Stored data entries
####################

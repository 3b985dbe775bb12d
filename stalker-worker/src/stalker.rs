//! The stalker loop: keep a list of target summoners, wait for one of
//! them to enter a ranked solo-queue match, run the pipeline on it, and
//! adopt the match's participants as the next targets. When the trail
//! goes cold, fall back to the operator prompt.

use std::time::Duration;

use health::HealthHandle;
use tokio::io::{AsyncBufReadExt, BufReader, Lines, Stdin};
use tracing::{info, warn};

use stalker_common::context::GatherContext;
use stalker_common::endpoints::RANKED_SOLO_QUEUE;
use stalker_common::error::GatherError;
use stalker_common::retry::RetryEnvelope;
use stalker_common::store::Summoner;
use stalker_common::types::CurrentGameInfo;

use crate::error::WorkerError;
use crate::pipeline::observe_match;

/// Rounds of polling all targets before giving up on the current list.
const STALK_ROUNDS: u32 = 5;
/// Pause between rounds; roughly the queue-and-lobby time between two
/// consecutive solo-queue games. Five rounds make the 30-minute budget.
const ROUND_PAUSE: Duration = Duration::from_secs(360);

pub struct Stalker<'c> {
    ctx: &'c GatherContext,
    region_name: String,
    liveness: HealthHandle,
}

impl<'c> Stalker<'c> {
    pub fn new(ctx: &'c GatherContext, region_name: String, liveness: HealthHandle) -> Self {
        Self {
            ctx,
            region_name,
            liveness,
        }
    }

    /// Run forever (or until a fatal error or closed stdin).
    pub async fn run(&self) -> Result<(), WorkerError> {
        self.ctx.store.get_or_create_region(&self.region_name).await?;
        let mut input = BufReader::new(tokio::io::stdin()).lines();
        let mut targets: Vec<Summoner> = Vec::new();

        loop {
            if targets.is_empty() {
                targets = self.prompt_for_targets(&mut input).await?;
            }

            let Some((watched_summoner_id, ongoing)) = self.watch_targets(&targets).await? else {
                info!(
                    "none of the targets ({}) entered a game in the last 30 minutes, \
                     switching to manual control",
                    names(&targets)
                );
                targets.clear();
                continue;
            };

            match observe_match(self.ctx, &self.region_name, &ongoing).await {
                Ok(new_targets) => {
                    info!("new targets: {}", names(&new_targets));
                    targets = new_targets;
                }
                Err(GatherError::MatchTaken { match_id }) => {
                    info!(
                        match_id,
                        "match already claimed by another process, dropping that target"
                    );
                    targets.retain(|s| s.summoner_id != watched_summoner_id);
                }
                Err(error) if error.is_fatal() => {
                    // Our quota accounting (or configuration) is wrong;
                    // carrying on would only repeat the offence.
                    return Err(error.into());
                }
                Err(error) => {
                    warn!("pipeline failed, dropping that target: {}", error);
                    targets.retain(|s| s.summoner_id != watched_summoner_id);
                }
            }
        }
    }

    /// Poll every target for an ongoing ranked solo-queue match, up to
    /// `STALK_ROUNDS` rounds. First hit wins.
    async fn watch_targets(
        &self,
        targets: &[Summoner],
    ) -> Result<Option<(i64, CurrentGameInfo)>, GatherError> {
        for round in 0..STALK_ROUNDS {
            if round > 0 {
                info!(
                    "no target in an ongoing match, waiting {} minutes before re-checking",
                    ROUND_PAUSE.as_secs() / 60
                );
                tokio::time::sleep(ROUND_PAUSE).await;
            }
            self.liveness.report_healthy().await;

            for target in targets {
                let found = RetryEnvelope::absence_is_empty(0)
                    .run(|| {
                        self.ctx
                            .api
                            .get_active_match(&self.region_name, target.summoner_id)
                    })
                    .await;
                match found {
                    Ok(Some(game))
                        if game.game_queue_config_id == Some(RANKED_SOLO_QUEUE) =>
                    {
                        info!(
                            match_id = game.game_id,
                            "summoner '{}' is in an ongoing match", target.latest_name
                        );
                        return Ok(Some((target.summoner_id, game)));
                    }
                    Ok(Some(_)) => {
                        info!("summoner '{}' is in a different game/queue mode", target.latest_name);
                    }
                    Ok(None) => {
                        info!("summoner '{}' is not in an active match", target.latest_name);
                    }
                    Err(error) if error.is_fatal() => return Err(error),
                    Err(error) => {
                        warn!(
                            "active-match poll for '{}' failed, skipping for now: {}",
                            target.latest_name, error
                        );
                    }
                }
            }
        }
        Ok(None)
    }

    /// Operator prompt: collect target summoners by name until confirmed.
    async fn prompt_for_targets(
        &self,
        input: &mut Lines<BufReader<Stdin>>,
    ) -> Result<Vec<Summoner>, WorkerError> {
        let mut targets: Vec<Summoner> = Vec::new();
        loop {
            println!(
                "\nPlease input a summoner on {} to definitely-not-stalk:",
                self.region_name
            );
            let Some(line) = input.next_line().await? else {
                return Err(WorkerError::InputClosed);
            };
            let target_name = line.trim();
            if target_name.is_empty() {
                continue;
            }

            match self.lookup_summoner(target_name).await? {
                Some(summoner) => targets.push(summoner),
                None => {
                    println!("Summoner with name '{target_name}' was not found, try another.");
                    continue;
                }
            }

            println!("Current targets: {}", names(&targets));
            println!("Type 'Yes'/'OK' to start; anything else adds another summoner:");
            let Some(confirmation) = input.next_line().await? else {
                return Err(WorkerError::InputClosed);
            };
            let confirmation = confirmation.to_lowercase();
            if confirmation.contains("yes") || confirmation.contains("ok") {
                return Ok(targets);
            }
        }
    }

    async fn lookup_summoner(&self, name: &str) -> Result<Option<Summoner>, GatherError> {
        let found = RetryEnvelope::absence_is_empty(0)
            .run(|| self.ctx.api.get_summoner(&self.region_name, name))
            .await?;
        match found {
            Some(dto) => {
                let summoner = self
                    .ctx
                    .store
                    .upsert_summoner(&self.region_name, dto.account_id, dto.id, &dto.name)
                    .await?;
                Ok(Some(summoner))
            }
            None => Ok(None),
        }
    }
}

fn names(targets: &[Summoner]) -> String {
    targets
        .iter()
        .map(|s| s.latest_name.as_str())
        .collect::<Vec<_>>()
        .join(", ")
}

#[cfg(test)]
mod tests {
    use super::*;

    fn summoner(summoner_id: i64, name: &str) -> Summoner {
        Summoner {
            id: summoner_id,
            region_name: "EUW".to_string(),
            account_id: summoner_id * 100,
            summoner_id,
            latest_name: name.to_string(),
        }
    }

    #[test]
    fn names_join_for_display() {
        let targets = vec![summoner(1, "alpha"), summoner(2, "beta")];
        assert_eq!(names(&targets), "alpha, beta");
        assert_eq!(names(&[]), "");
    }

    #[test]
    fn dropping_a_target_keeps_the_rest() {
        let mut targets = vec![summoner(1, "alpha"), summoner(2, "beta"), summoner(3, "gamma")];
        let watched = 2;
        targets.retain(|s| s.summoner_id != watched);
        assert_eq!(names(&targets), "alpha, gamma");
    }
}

####################

• [Work request] Return every line holding the word "another" from the records.

• [Solution for this task]
                        "match already claimed by another process, dropping that target"
                    println!("Summoner with name '{target_name}' was not found, try another.");
            println!("Type 'Yes'/'OK' to start; anything else adds another summoner:");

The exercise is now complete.